For an input `sample.vcf.gz`, SvPhaser produces:

### Primary: `sample_phased.csv`

A tabular summary with per-SV analysis, including:

* **Metadata**: `chrom`, `pos`, `id`, `end`, `svtype` (DEL/INS/INV/BND/DUP)
* **Evidence counts**: `hp1`, `hp2`, `nohp` (haplotype-tagged and untagged supporting reads)
* **Totals**: `tagged_total` (HP1+HP2), `support_total` (HP1+HP2+NOHP)
* **Decision metrics**:
  - `delta` — haplotype imbalance (max/tagged_total)
  - `equal_delta` — absolute difference (|HP1-HP2|/tagged_total)
  - `tag_frac` — fraction of support that is HP-tagged
* **Final calls**:
  - `gt` — phased genotype (`1|0`, `0|1`, `1|1`, or `./.`)
  - `gq` — Phred-scaled genotype quality (0–99)
  - `gq_label` — optional binned confidence level (e.g., "High", "Moderate")
  - `reason` — explanation code (e.g., "MinSupport", "Tie", "LowTagged")

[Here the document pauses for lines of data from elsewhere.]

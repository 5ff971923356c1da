//! Byte-accurate replacement of search matches.
//!
//! Input is the per-file match list produced by a search, with a
//! replacement attached to the matches that should change. Offsets are byte
//! offsets within a line, so multi-byte text is rewritten exactly.

pub mod checkpoint;
pub mod engine;
pub mod errors;
pub mod substitute;

pub use checkpoint::{Checkpoint, FileCheckpoints, DEFAULT_CHECKPOINT_DIR};
pub use engine::{
    apply_replacements, plan_replacements, replace_in_file, rewrite_lines, PlannedRewrite,
    ReplaceResult, Rewrite,
};
pub use errors::{CheckpointError, ReplaceError};
pub use substitute::Substitution;
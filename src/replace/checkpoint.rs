//! Pre-edit checkpoints.
//!
//! The replace engine calls a [`Checkpoint`] before rewriting a file so the
//! previous content stays recoverable. [`FileCheckpoints`] keeps one copy per
//! file next to it: `dir/<checkpoint_dir>/<stem>-checkpoint<.ext>`.

use std::fs;
use std::path::{Path, PathBuf};

use walkdir::WalkDir;

use super::engine::atomic_write;
use super::errors::CheckpointError;

/// Default name of the per-directory checkpoint folder.
pub const DEFAULT_CHECKPOINT_DIR: &str = ".checkpoints";

const CHECKPOINT_SUFFIX: &str = "-checkpoint";

/// Capability to snapshot a file before it is modified.
pub trait Checkpoint: Send + Sync {
    /// Save the current content of `path` (absolute).
    fn create_checkpoint(&self, path: &Path) -> Result<(), CheckpointError>;
}

/// Checkpoints stored as plain copies in a hidden sibling directory.
#[derive(Debug, Clone)]
pub struct FileCheckpoints {
    dir_name: String,
}

impl Default for FileCheckpoints {
    fn default() -> Self {
        Self::new(DEFAULT_CHECKPOINT_DIR)
    }
}

impl FileCheckpoints {
    pub fn new(dir_name: impl Into<String>) -> Self {
        Self {
            dir_name: dir_name.into(),
        }
    }

    pub fn dir_name(&self) -> &str {
        &self.dir_name
    }

    /// Where the checkpoint of `file` lives.
    pub fn checkpoint_path(&self, file: &Path) -> PathBuf {
        let parent = file.parent().unwrap_or_else(|| Path::new(""));
        let stem = file
            .file_stem()
            .map(|s| s.to_string_lossy().into_owned())
            .unwrap_or_default();
        let name = match file.extension() {
            Some(ext) => format!("{stem}{CHECKPOINT_SUFFIX}.{}", ext.to_string_lossy()),
            None => format!("{stem}{CHECKPOINT_SUFFIX}"),
        };
        parent.join(&self.dir_name).join(name)
    }

    /// Map a checkpoint file back to the file it was taken from.
    pub fn original_path(&self, checkpoint: &Path) -> Option<PathBuf> {
        let dir = checkpoint.parent()?;
        if dir.file_name()?.to_str()? != self.dir_name {
            return None;
        }
        let stem = checkpoint.file_stem()?.to_str()?;
        let original_stem = stem.strip_suffix(CHECKPOINT_SUFFIX)?;
        let name = match checkpoint.extension() {
            Some(ext) => format!("{original_stem}.{}", ext.to_string_lossy()),
            None => original_stem.to_string(),
        };
        Some(dir.parent()?.join(name))
    }

    /// Overwrite `file` with its checkpoint.
    pub fn restore_checkpoint(&self, file: &Path) -> Result<(), CheckpointError> {
        let checkpoint = self.checkpoint_path(file);
        let content = fs::read(&checkpoint).map_err(|source| {
            if source.kind() == std::io::ErrorKind::NotFound {
                CheckpointError::Missing(file.to_path_buf())
            } else {
                CheckpointError::Io {
                    path: checkpoint.clone(),
                    source,
                }
            }
        })?;

        atomic_write(file, &content).map_err(|source| CheckpointError::Io {
            path: file.to_path_buf(),
            source,
        })?;
        tracing::info!(file = %file.display(), "restored checkpoint");
        Ok(())
    }

    /// All checkpoint files below `root`, sorted.
    pub fn list_checkpoints(&self, root: &Path) -> Vec<PathBuf> {
        let mut found: Vec<PathBuf> = WalkDir::new(root)
            .into_iter()
            .filter_map(|entry| match entry {
                Ok(entry) => Some(entry),
                Err(e) => {
                    tracing::debug!(error = %e, "skipping unreadable entry");
                    None
                }
            })
            .filter(|entry| entry.file_type().is_file())
            .map(|entry| entry.into_path())
            .filter(|path| self.original_path(path).is_some())
            .collect();
        found.sort();
        found
    }
}

impl Checkpoint for FileCheckpoints {
    fn create_checkpoint(&self, path: &Path) -> Result<(), CheckpointError> {
        if !path.is_file() {
            return Err(CheckpointError::NotAFile(path.to_path_buf()));
        }

        let checkpoint = self.checkpoint_path(path);
        let io_err = |source| CheckpointError::Io {
            path: checkpoint.clone(),
            source,
        };
        if let Some(dir) = checkpoint.parent() {
            fs::create_dir_all(dir).map_err(io_err)?;
        }
        fs::copy(path, &checkpoint).map_err(io_err)?;

        tracing::debug!(file = %path.display(), checkpoint = %checkpoint.display(), "created checkpoint");
        Ok(())
    }
}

### Secondary: `sample_phased.vcf`

Interoperability output with:

* **FORMAT fields**: `GT` (phased), `GQ` (quality)
* **INFO annotations** (when `--svp-info` enabled):
  - `SVP_HP1`, `SVP_HP2`, `SVP_NOHP` — read counts
  - `SVP_TAGFRAC` — fraction tagged
  - `SVP_DELTA` — haplotype imbalance
  - `SVP_GQBIN` — confidence level label

The CSV is the **primary artifact for analysis**; the VCF is for compatibility and downstream tools.

---

## Phasing decision logic (quick reference)

For each SV, SvPhaser counts reads by haplotype tag (HP=1, HP=2, or missing) and applies a **deterministic decision tree**:

1. **Minimum support gate**: If `support_total (HP1+HP2+NOHP) < min_support` → emit `./.` and drop SV
2. **Tagged support gate**: If `tagged_total (HP1+HP2) < min_tagged_support` → emit `./.`
3. **Tie detection**: If `|HP1 - HP2| / tagged_total ≤ equal_delta`
   - If `tie_to_hom_alt=True` and both HP1 > 0 and HP2 > 0 → emit `1|1` (both haplotypes carry)
   - Else → emit `./.` (ambiguous)
4. **Strong majority**: If `max(HP1, HP2) / tagged_total ≥ major_delta`
   - If HP1 > HP2 → emit `1|0` (ALT on haplotype 1)
   - If HP2 > HP1 → emit `0|1` (ALT on haplotype 2)
5. **Else**: → emit `./.` (weak or no signal)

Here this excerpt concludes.